### [Task to carry out]
Somewhere below are a line with "model may call." and a later line with "Model invocation failures.". Output exactly those lines and all lines between them.

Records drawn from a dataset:
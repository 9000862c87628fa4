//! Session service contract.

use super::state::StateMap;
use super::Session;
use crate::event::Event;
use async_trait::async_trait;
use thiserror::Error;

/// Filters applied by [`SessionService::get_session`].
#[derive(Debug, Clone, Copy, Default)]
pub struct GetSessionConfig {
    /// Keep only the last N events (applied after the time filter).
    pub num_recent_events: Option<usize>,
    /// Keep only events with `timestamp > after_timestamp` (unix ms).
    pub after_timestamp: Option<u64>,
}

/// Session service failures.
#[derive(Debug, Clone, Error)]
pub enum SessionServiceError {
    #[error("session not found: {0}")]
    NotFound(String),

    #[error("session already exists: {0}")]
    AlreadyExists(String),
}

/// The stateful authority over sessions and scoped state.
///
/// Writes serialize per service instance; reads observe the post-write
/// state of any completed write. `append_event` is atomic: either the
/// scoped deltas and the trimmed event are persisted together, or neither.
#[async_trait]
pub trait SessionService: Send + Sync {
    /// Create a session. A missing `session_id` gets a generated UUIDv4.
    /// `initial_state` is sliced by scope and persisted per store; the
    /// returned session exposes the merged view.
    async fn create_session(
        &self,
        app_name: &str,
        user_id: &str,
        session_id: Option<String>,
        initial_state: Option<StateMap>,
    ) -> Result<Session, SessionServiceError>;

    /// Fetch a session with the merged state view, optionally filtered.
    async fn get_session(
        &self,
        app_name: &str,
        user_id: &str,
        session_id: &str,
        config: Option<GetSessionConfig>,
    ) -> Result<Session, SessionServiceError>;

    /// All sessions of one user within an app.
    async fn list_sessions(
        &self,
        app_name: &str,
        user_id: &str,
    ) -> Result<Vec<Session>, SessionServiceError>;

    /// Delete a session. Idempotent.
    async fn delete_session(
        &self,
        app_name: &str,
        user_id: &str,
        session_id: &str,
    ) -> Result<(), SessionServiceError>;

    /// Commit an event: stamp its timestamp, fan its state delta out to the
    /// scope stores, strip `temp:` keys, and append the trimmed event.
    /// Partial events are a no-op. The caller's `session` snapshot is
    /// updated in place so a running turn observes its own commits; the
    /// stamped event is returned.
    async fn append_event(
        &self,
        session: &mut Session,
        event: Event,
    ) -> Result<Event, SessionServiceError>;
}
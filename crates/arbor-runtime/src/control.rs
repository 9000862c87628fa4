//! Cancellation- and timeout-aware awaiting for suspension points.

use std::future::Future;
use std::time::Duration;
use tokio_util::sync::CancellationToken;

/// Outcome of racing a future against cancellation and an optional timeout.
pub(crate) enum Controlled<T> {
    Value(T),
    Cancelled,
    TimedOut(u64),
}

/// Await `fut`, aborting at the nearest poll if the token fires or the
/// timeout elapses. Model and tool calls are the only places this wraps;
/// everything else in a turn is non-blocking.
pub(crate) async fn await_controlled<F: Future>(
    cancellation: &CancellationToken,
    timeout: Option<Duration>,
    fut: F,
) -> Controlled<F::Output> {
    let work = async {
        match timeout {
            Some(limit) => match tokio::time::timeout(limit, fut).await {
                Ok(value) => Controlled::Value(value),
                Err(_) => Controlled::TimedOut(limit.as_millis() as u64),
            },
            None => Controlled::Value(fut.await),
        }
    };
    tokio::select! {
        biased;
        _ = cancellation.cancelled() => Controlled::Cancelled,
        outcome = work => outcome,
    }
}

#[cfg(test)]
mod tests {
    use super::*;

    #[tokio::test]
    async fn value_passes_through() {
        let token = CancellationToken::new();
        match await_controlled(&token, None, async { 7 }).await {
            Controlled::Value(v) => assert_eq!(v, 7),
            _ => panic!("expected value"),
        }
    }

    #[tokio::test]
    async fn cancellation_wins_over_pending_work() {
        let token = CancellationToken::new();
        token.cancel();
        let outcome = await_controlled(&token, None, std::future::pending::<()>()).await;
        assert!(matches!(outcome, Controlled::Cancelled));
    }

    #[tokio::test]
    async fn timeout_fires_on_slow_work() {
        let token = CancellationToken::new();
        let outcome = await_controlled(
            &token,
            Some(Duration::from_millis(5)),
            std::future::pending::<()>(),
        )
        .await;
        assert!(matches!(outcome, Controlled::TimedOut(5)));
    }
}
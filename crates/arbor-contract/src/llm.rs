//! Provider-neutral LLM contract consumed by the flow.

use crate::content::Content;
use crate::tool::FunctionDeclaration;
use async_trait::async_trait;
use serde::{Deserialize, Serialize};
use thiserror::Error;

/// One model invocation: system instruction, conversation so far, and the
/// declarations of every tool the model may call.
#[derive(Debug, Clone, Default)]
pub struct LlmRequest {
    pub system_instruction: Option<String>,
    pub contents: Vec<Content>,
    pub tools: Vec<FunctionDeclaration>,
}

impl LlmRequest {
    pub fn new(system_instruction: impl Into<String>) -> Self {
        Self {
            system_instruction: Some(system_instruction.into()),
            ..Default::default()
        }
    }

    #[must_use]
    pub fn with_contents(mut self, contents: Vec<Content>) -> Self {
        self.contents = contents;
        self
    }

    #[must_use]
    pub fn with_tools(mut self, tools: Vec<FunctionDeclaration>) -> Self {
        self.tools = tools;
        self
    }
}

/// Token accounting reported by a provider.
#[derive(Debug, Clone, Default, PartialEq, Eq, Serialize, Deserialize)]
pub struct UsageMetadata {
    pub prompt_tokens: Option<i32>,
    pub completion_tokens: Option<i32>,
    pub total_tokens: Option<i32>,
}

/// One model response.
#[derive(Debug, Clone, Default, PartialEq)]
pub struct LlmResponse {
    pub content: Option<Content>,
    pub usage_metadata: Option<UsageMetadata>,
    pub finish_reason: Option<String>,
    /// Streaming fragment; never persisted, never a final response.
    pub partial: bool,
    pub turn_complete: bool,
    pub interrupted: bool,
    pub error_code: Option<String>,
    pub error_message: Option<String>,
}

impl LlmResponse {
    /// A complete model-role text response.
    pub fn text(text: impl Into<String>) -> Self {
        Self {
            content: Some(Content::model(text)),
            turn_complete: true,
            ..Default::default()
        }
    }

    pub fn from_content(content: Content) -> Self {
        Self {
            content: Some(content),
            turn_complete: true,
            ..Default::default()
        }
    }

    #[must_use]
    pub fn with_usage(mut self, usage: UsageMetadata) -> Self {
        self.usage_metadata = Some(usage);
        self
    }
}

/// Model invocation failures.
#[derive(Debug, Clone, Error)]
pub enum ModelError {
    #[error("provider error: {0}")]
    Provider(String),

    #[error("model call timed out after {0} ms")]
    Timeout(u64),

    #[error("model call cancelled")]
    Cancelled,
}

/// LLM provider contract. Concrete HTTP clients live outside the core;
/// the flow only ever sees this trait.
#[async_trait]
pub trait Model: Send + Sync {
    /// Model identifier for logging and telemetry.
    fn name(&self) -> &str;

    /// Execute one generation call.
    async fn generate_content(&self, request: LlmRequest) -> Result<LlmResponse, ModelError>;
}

### [Response area]
/// declarations of every tool the model may call.
#[derive(Debug, Clone, Default)]
pub struct LlmRequest {
    pub system_instruction: Option<String>,
    pub contents: Vec<Content>,
    pub tools: Vec<FunctionDeclaration>,
}

impl LlmRequest {
    pub fn new(system_instruction: impl Into<String>) -> Self {
        Self {
            system_instruction: Some(system_instruction.into()),
            ..Default::default()
        }
    }

    #[must_use]
    pub fn with_contents(mut self, contents: Vec<Content>) -> Self {
        self.contents = contents;
        self
    }

    #[must_use]
    pub fn with_tools(mut self, tools: Vec<FunctionDeclaration>) -> Self {
        self.tools = tools;
        self
    }
}

/// Token accounting reported by a provider.
#[derive(Debug, Clone, Default, PartialEq, Eq, Serialize, Deserialize)]
pub struct UsageMetadata {
    pub prompt_tokens: Option<i32>,
    pub completion_tokens: Option<i32>,
    pub total_tokens: Option<i32>,
}

/// One model response.
#[derive(Debug, Clone, Default, PartialEq)]
pub struct LlmResponse {
    pub content: Option<Content>,
    pub usage_metadata: Option<UsageMetadata>,
    pub finish_reason: Option<String>,
    /// Streaming fragment; never persisted, never a final response.
    pub partial: bool,
    pub turn_complete: bool,
    pub interrupted: bool,
    pub error_code: Option<String>,
    pub error_message: Option<String>,
}

impl LlmResponse {
    /// A complete model-role text response.
    pub fn text(text: impl Into<String>) -> Self {
        Self {
            content: Some(Content::model(text)),
            turn_complete: true,
            ..Default::default()
        }
    }

    pub fn from_content(content: Content) -> Self {
        Self {
            content: Some(content),
            turn_complete: true,
            ..Default::default()
        }
    }

    #[must_use]
    pub fn with_usage(mut self, usage: UsageMetadata) -> Self {
        self.usage_metadata = Some(usage);
        self
    }
}

/// Model invocation failures.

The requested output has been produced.